§ What is needed:
Could you copy every line of the data that contains the word "interpreter"?

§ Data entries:
=== Section Start ===

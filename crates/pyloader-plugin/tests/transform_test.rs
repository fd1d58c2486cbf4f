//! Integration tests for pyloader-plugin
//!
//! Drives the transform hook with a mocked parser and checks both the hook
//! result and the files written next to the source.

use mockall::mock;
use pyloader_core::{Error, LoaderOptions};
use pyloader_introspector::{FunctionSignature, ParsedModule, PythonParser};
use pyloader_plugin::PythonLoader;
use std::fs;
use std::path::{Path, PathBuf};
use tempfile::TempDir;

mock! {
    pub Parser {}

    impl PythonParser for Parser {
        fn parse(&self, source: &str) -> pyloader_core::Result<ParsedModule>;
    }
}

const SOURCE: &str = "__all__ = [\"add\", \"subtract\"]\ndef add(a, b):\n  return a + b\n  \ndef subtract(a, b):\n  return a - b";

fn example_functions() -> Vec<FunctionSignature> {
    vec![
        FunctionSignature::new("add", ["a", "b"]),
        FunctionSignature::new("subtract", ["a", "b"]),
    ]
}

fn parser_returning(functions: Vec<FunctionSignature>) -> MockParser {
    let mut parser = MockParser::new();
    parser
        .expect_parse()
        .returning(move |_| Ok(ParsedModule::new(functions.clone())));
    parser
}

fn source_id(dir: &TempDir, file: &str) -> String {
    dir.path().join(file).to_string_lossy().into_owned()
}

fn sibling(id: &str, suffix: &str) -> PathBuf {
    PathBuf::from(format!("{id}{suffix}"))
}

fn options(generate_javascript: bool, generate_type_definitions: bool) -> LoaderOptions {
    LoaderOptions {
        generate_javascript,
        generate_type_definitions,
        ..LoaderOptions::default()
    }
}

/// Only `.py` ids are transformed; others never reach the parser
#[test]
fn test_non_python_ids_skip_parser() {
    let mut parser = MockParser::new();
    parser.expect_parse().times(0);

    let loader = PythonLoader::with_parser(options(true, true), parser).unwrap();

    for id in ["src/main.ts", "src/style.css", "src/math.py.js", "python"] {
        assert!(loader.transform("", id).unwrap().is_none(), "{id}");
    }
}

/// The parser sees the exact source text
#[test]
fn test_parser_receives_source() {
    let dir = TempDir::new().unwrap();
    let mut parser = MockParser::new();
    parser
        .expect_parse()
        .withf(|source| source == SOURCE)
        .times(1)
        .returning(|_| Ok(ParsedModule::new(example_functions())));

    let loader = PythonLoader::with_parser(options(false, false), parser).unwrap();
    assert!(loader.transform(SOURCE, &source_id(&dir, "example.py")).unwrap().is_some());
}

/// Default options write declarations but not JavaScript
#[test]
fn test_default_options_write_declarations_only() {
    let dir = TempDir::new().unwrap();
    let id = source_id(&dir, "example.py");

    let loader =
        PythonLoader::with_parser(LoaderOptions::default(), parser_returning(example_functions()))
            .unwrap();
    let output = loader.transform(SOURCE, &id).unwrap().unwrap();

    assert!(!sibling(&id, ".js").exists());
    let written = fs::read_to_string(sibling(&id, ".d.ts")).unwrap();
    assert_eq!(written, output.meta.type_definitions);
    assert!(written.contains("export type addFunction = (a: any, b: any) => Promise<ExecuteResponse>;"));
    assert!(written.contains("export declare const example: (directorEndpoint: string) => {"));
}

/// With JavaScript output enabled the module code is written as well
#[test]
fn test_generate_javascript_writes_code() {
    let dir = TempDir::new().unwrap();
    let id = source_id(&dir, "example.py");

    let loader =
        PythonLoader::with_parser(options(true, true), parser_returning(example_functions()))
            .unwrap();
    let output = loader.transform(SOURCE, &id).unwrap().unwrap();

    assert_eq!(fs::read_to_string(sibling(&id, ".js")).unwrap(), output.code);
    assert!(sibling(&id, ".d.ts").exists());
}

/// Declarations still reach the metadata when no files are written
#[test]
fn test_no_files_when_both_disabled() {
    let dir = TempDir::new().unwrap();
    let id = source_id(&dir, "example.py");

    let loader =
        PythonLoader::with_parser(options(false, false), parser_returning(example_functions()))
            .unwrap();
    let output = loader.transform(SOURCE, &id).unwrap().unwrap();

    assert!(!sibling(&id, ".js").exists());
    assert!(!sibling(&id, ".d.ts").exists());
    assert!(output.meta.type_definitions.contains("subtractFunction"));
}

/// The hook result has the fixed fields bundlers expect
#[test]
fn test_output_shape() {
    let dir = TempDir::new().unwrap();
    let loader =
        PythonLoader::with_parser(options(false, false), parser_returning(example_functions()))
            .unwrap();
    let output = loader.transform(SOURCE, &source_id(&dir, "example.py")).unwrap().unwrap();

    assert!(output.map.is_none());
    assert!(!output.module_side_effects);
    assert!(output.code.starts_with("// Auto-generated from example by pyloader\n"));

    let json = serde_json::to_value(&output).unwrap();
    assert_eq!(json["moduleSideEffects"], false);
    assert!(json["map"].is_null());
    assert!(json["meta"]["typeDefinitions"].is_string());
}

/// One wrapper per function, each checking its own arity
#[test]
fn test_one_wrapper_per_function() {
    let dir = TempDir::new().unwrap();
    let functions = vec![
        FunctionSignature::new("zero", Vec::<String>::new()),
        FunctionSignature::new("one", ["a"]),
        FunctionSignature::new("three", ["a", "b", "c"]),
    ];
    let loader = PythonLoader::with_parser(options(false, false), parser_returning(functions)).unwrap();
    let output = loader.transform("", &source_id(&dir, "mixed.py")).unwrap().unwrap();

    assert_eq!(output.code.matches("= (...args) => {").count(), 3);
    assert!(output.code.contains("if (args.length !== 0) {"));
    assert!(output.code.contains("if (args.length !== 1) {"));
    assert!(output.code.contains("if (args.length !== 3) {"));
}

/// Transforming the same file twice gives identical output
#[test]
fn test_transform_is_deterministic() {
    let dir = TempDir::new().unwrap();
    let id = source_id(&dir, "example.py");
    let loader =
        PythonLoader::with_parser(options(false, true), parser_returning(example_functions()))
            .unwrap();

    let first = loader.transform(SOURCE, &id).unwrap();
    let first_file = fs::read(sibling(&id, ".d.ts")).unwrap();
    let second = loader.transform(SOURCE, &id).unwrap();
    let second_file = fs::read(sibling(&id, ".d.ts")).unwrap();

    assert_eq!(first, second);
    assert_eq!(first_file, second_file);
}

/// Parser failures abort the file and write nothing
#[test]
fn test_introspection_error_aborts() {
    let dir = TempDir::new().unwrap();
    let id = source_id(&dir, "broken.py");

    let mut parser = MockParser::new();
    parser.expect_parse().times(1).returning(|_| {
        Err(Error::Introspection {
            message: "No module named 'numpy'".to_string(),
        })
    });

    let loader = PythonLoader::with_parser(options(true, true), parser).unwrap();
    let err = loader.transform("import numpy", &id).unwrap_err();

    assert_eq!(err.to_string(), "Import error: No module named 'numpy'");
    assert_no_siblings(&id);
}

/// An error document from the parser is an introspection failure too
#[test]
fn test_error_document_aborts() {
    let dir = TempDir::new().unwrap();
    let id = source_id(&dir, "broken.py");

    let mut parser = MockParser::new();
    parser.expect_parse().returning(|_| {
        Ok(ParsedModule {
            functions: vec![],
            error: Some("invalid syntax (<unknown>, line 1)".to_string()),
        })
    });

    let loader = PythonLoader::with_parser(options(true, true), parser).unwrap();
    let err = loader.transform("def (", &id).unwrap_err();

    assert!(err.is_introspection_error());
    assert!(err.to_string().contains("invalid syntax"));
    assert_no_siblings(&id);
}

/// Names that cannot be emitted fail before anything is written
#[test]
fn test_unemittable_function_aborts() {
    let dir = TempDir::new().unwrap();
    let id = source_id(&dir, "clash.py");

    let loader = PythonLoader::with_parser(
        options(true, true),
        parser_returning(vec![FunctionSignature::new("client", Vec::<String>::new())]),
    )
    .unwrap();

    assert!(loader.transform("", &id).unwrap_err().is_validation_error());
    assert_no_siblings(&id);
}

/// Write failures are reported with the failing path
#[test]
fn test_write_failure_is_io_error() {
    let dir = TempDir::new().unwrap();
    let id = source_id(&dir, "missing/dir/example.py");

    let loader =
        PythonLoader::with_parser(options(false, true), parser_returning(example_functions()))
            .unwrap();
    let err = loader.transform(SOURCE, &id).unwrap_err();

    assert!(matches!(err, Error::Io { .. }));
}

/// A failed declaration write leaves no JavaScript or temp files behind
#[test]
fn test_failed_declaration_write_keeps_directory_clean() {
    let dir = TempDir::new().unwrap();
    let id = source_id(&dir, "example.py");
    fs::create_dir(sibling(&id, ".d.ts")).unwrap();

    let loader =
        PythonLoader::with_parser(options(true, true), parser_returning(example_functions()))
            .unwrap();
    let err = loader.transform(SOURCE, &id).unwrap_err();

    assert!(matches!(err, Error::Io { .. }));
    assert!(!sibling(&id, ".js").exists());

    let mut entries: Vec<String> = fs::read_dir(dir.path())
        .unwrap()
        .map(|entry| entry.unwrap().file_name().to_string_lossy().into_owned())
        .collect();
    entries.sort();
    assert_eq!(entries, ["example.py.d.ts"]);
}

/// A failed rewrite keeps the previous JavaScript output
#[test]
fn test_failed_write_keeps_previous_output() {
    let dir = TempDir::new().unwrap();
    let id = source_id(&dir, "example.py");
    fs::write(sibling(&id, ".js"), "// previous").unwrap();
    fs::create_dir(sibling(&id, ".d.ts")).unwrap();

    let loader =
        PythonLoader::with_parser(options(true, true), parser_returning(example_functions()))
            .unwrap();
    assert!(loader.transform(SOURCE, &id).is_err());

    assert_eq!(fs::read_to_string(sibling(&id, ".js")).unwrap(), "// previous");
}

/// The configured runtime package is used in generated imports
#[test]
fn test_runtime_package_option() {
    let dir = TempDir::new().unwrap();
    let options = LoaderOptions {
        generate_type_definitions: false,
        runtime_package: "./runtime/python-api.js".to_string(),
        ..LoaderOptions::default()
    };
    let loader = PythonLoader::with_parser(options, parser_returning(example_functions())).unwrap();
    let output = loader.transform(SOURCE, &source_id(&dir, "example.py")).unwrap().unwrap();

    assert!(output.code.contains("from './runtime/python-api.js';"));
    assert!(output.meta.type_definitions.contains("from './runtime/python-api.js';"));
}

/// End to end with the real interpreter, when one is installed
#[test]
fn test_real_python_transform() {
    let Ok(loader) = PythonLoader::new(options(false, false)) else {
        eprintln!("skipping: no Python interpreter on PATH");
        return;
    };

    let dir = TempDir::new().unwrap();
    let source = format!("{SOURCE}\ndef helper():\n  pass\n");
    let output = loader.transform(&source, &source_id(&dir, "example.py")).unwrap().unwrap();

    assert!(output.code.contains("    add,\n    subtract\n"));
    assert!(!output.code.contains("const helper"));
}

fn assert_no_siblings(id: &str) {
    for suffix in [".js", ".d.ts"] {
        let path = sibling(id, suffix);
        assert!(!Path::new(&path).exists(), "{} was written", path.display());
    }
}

=== Section End ===

§ Completed task:
/// End to end with the real interpreter, when one is installed
        eprintln!("skipping: no Python interpreter on PATH");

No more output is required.